Karinta menjelaskan, “Read Aloud itu membacakan buku secara nyaring kepada anak. Kita sering tahunya storytelling. Nah, kalau ini, ada medianya, harus ada bukunya. Jadi, buku itu kita bacakan untuk anak-anak kita. Fokus utamanya bukan hanya membaca satu buku, selesai, tapi ada aspek bonding-nya”.
Sebagai praktisi Read Aloud, Karinta berusaha membuat Read Aloud menjadi kegiatan yang mengikat bonding orangtua dan anak. Dari konsep sederhana, Karinta ingin mengenalkannya lebih luas lagi ke sektor formal, seperti sekolah.

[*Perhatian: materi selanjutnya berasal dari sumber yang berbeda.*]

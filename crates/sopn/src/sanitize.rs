//! Helpers for sanitizing data before it enters tracing span attributes.
//!
//! Source URLs of published documents can carry access tokens in their
//! query string, and local paths reveal the storage layout.

use std::path::Path;

/// Returns only the filename component of a path (no directory).
pub fn redact_path(path: &Path) -> String {
    path.file_name()
        .and_then(|n| n.to_str())
        .unwrap_or("<unknown>")
        .to_string()
}

/// Strips userinfo, query string and fragment from a URL.
///
/// - `https://user:pw@example.gov.uk/sopn.pdf?token=abc` → `https://****@example.gov.uk/sopn.pdf`
/// - `https://example.gov.uk/sopn.pdf` → unchanged
pub fn redact_url(url: &str) -> String {
    let without_query = url.split(['?', '#']).next().unwrap_or(url);

    if let Some(scheme_end) = without_query.find("://") {
        let after_scheme = &without_query[scheme_end + 3..];
        let host_end = after_scheme.find('/').unwrap_or(after_scheme.len());
        if let Some(at_pos) = after_scheme[..host_end].find('@') {
            let scheme = &without_query[..scheme_end + 3];
            let after_at = &after_scheme[at_pos + 1..];
            return format!("{}****@{}", scheme, after_at);
        }
    }

    without_query.to_string()
}
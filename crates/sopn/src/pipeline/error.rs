use std::path::PathBuf;

use thiserror::Error;

#[derive(Error, Debug)]
pub enum PipelineError {
    #[error("Ballot '{0}' not found")]
    BallotNotFound(String),

    #[error("Ballot '{0}' has no source document")]
    NoDocument(String),

    #[error("Failed to store '{path}': {source}")]
    Storage {
        path: PathBuf,
        #[source]
        source: std::io::Error,
    },

    #[error("Stored page assignment '{value}' is invalid: {reason}")]
    InvalidPageAssignment { value: String, reason: String },

    #[error("OCR is not configured")]
    OcrNotConfigured,
}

Literasi keluarga dan pendidikan anak menjadi fokus utama yang ia perjuangkan, dari rumah hingga sekolah.
6. Tumbuh menjadi pembelajar dan pribadi yang mindful dalam setiap perannya

Tantangan terbesarnya adalah membagi waktu antara kuliah, mengurus anak, dan rumah tangga. Karinta melihatnya sebagai kekhawatiran yang dialami setiap ibu rumah tangga.
“Yang membantu aku adalah kandang waktu itu. Jadi, aku udah tahu mana yang prioritas. Aku bikin kandang waktu dan akan mindful di waktu itu,” ucapnya.

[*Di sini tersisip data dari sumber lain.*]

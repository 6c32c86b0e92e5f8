//! Confirmed answers for party strings the matcher could not resolve alone.

use std::collections::BTreeMap;
use std::sync::Mutex;

use super::error::{MatchError, Result};
use super::registry::PartyReference;
use crate::db::override_repo::{self, OverrideRow};
use crate::db::review_repo;
use crate::db::{now, Database, DatabaseError};

/// Get/set/iterate access to saved overrides, keyed by canonical raw text.
pub trait OverrideStore: Send + Sync {
    fn get(&self, key: &str) -> Result<Option<PartyReference>>;

    fn set(&self, key: &str, reference: &PartyReference) -> Result<()>;

    /// Every saved override, ordered by key.
    fn entries(&self) -> Result<Vec<(String, PartyReference)>>;
}

/// Overrides held in memory, for tests and one-off runs.
#[derive(Default)]
pub struct MemoryOverrideStore {
    entries: Mutex<BTreeMap<String, PartyReference>>,
}

impl MemoryOverrideStore {
    pub fn new() -> Self {
        Self::default()
    }
}

impl OverrideStore for MemoryOverrideStore {
    fn get(&self, key: &str) -> Result<Option<PartyReference>> {
        let entries = self
            .entries
            .lock()
            .map_err(|_| MatchError::Store(DatabaseError::LockPoisoned))?;
        Ok(entries.get(key).cloned())
    }

    fn set(&self, key: &str, reference: &PartyReference) -> Result<()> {
        let mut entries = self
            .entries
            .lock()
            .map_err(|_| MatchError::Store(DatabaseError::LockPoisoned))?;
        entries.insert(key.to_string(), reference.clone());
        Ok(())
    }

    fn entries(&self) -> Result<Vec<(String, PartyReference)>> {
        let entries = self
            .entries
            .lock()
            .map_err(|_| MatchError::Store(DatabaseError::LockPoisoned))?;
        Ok(entries
            .iter()
            .map(|(k, v)| (k.clone(), v.clone()))
            .collect())
    }
}

/// Overrides persisted in the `party_name_overrides` table.
pub struct DbOverrideStore {
    db: Database,
}

impl DbOverrideStore {
    pub fn new(db: Database) -> Self {
        Self { db }
    }
}

impl OverrideStore for DbOverrideStore {
    fn get(&self, key: &str) -> Result<Option<PartyReference>> {
        Ok(override_repo::get(&self.db, key)?.map(|row| PartyReference {
            party_id: row.party_id,
            description_id: row.description_id,
        }))
    }

    fn set(&self, key: &str, reference: &PartyReference) -> Result<()> {
        override_repo::set(
            &self.db,
            &OverrideRow {
                raw_key: key.to_string(),
                party_id: reference.party_id.clone(),
                description_id: reference.description_id,
                created_at: now(),
            },
        )?;
        review_repo::remove(&self.db, key)?;
        Ok(())
    }

    fn entries(&self) -> Result<Vec<(String, PartyReference)>> {
        Ok(override_repo::list(&self.db)?
            .into_iter()
            .map(|row| {
                (
                    row.raw_key,
                    PartyReference {
                        party_id: row.party_id,
                        description_id: row.description_id,
                    },
                )
            })
            .collect())
    }
}
use serde::{Deserialize, Serialize};
use std::path::PathBuf;

#[derive(Debug, Clone, Serialize, Deserialize)]
pub struct Config {
    pub version: String,
    #[serde(default)]
    pub database_path: Option<String>,
    #[serde(default)]
    pub storage_directory: Option<String>,
    #[serde(default)]
    pub conversion: ConversionConfig,
    #[serde(default)]
    pub tables: TablesConfig,
    #[serde(default)]
    pub ocr: OcrConfig,
    #[serde(default)]
    pub matching: MatchingConfig,
}

impl Default for Config {
    fn default() -> Self {
        Self {
            version: "1.0".to_string(),
            database_path: None,
            storage_directory: None,
            conversion: ConversionConfig::default(),
            tables: TablesConfig::default(),
            ocr: OcrConfig::default(),
            matching: MatchingConfig::default(),
        }
    }
}

impl Config {
    /// The configured database file, or `~/.sopn/data/sopn.db`.
    pub fn database_file(&self) -> Option<PathBuf> {
        match &self.database_path {
            Some(path) => Some(expand_home(path)),
            None => crate::db::default_database_path(),
        }
    }

    /// The configured storage directory, or `~/.sopn/storage`.
    pub fn storage_path(&self) -> Option<PathBuf> {
        match &self.storage_directory {
            Some(path) => Some(expand_home(path)),
            None => dirs::home_dir().map(|h| h.join(".sopn").join("storage")),
        }
    }
}

/// Expands a leading `~/` to the home directory.
pub(crate) fn expand_home(path: &str) -> PathBuf {
    if let Some(rest) = path.strip_prefix("~/") {
        if let Some(home) = dirs::home_dir() {
            return home.join(rest);
        }
    }
    PathBuf::from(path)
}

#[derive(Debug, Clone, Serialize, Deserialize)]
pub struct ConversionConfig {
    #[serde(default = "default_conversion_command")]
    pub command: String,
    /// Argument template; `{input}`, `{output}` and `{format}` are substituted.
    #[serde(default = "default_conversion_args")]
    pub args: Vec<String>,
}

fn default_conversion_command() -> String {
    "pandoc".to_string()
}

fn default_conversion_args() -> Vec<String> {
    ["{input}", "--from", "{format}", "-o", "{output}"]
        .iter()
        .map(|s| s.to_string())
        .collect()
}

impl Default for ConversionConfig {
    fn default() -> Self {
        Self {
            command: default_conversion_command(),
            args: default_conversion_args(),
        }
    }
}

/// How tables are recovered from a page's text layer.
#[derive(Debug, Clone, Copy, PartialEq, Eq, Hash, Default, Serialize, Deserialize)]
#[serde(rename_all = "lowercase")]
pub enum TableFlavor {
    /// Cells bounded by ruling lines.
    #[default]
    Lattice,
    /// Cells inferred from text alignment.
    Stream,
}

impl TableFlavor {
    pub fn as_str(&self) -> &'static str {
        match self {
            TableFlavor::Lattice => "lattice",
            TableFlavor::Stream => "stream",
        }
    }
}

impl std::fmt::Display for TableFlavor {
    fn fmt(&self, f: &mut std::fmt::Formatter<'_>) -> std::fmt::Result {
        f.write_str(self.as_str())
    }
}

impl std::str::FromStr for TableFlavor {
    type Err = String;

    fn from_str(s: &str) -> Result<Self, Self::Err> {
        match s.to_ascii_lowercase().as_str() {
            "lattice" => Ok(TableFlavor::Lattice),
            "stream" => Ok(TableFlavor::Stream),
            other => Err(format!("unknown table flavor '{}'", other)),
        }
    }
}

#[derive(Debug, Clone, Serialize, Deserialize)]
pub struct TablesConfig {
    #[serde(default)]
    pub flavor: TableFlavor,
    /// A table whose first row contains one of these phrases ends stitching.
    #[serde(default = "default_stop_phrases")]
    pub stop_phrases: Vec<String>,
}

fn default_stop_phrases() -> Vec<String> {
    vec!["polling station".to_string()]
}

impl Default for TablesConfig {
    fn default() -> Self {
        Self {
            flavor: TableFlavor::default(),
            stop_phrases: default_stop_phrases(),
        }
    }
}

#[derive(Debug, Clone, Serialize, Deserialize)]
pub struct OcrConfig {
    #[serde(default)]
    pub enabled: bool,
    #[serde(default)]
    pub endpoint: Option<String>,
    #[serde(default = "default_api_key_env")]
    pub api_key_env: String,
    #[serde(default)]
    pub api_key_file: Option<String>,
    #[serde(default = "default_timeout_secs")]
    pub timeout_secs: u64,
}

fn default_api_key_env() -> String {
    "SOPN_OCR_API_KEY".to_string()
}

fn default_timeout_secs() -> u64 {
    30
}

impl Default for OcrConfig {
    fn default() -> Self {
        Self {
            enabled: false,
            endpoint: None,
            api_key_env: default_api_key_env(),
            api_key_file: None,
            timeout_secs: default_timeout_secs(),
        }
    }
}

#[derive(Debug, Clone, Serialize, Deserialize)]
pub struct MatchingConfig {
    /// Party id recorded for independent candidates.
    #[serde(default = "default_independent_party_id")]
    pub independent_party_id: String,
    #[serde(default = "default_fuzzy_max_distance")]
    pub fuzzy_max_distance: usize,
}

fn default_independent_party_id() -> String {
    "ynmp-party:2".to_string()
}

fn default_fuzzy_max_distance() -> usize {
    3
}

impl Default for MatchingConfig {
    fn default() -> Self {
        Self {
            independent_party_id: default_independent_party_id(),
            fuzzy_max_distance: default_fuzzy_max_distance(),
        }
    }
}
//! Converts non-PDF uploads into PDF using an external tool.

use std::path::{Path, PathBuf};
use std::process::Command;

use tracing::{debug, info};

use crate::error::ConvertError;
use crate::processor::DocumentFormat;
use crate::sanitize;

/// Something that can render a DOCX or HTML file as a PDF.
pub trait PdfConverter: Send + Sync {
    fn convert(
        &self,
        input: &Path,
        format: DocumentFormat,
        output: &Path,
    ) -> Result<(), ConvertError>;
}

/// Runs a command line tool such as `pandoc` or `soffice`.
///
/// `{input}`, `{output}` and `{format}` in the argument template are replaced
/// per call.
#[derive(Debug, Clone)]
pub struct CommandConverter {
    command: String,
    args: Vec<String>,
}

impl CommandConverter {
    pub fn new(command: impl Into<String>, args: Vec<String>) -> Self {
        Self {
            command: command.into(),
            args,
        }
    }

    /// `pandoc {input} --from {format} -o {output}`.
    pub fn pandoc() -> Self {
        Self::new(
            "pandoc",
            vec![
                "{input}".to_string(),
                "--from".to_string(),
                "{format}".to_string(),
                "-o".to_string(),
                "{output}".to_string(),
            ],
        )
    }

    fn render_args(&self, input: &Path, format: DocumentFormat, output: &Path) -> Vec<String> {
        let input = input.display().to_string();
        let output = output.display().to_string();
        self.args
            .iter()
            .map(|arg| {
                arg.replace("{input}", &input)
                    .replace("{output}", &output)
                    .replace("{format}", format.as_str())
            })
            .collect()
    }
}

impl PdfConverter for CommandConverter {
    fn convert(
        &self,
        input: &Path,
        format: DocumentFormat,
        output: &Path,
    ) -> Result<(), ConvertError> {
        let args = self.render_args(input, format, output);
        debug!(command = %self.command, "Running converter");

        let mut command = Command::new(&self.command);
        command.args(&args);
        // Tools that drop side files (soffice, pandoc's media) do so in the
        // scratch directory.
        if let Some(dir) = output.parent() {
            command.current_dir(dir);
        }
        let result = command
            .output()
            .map_err(|e| ConvertError::ToolLaunch {
                command: self.command.clone(),
                source: e,
            })?;

        if !result.status.success() {
            return Err(ConvertError::ToolFailed {
                command: self.command.clone(),
                stderr: String::from_utf8_lossy(&result.stderr).trim().to_string(),
            });
        }

        Ok(())
    }
}

/// Returns a PDF version of `path`.
///
/// PDFs come back unchanged. DOCX and HTML files are converted in a
/// temporary directory beside the original, and the result is moved next to
/// it under the same file name with the extension swapped to `.pdf`.
pub fn to_pdf(path: &Path, converter: &dyn PdfConverter) -> Result<PathBuf, ConvertError> {
    let format = DocumentFormat::detect(path)?;
    if format == DocumentFormat::Pdf {
        return Ok(path.to_path_buf());
    }

    let _span = tracing::info_span!("convert_to_pdf",
        filename = %sanitize::redact_path(path),
        format = format.as_str(),
    )
    .entered();

    let target = path.with_extension("pdf");
    let parent = match path.parent() {
        Some(parent) if !parent.as_os_str().is_empty() => parent,
        _ => Path::new("."),
    };
    let scratch_dir = tempfile::Builder::new()
        .prefix("sopn_convert")
        .tempdir_in(parent)
        .map_err(|e| ConvertError::WriteOutput {
            path: parent.to_path_buf(),
            source: e,
        })?;
    let scratch = scratch_dir.path().join("converted.pdf");

    converter.convert(path, format, &scratch)?;

    let produced = std::fs::metadata(&scratch)
        .map(|m| m.len() > 0)
        .unwrap_or(false);
    if !produced {
        return Err(ConvertError::MissingOutput(scratch));
    }

    std::fs::rename(&scratch, &target).map_err(|e| ConvertError::WriteOutput {
        path: target.clone(),
        source: e,
    })?;

    info!(output = %sanitize::redact_path(&target), "Converted document to PDF");
    Ok(target)
}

Namun, ia mencoba menyelesaikannya dengan prinsip mindful dan konsep kandang waktu. Karinta mencoba mengatur waktu secara presisi dan didukung keluarga dan suami yang mau berganti-gantian untuk menjaga anak.
“Buatku ini latihan sih. Kalau perempuan, kita suka bilang kita bisa multitasking. Padaha multitasking kalau nemenin anak menurutku gak baik. Masa sama anak kita jadi main handphone dan lain-lain. Aku juga masih belajar,” sambungnya.
7. Karinta ingin menyalurkan passion-nya lewat Ibu Sekolah Lagi

Karinta ingin lebih banyak ibu rumah tangga yang gak lagi takut atau ragu untuk sekolah. Sebabnya, ia mulai membuat komunitas bernama Ibu Sekolah Lagi. Lahirnya Ibu Sekolah Lagi ini juga dilatarbelakangi dengan pengalamannya yang sudah aktif di beberapa komunitas lain, seperti Ibu Profesional, Ibu Punya Mimpi.
“Aku suka menyalurkan kelebihanku, menyalurkan passion. Aku suka sharing dan sebenarnya suka mengajar,” ungkapnya.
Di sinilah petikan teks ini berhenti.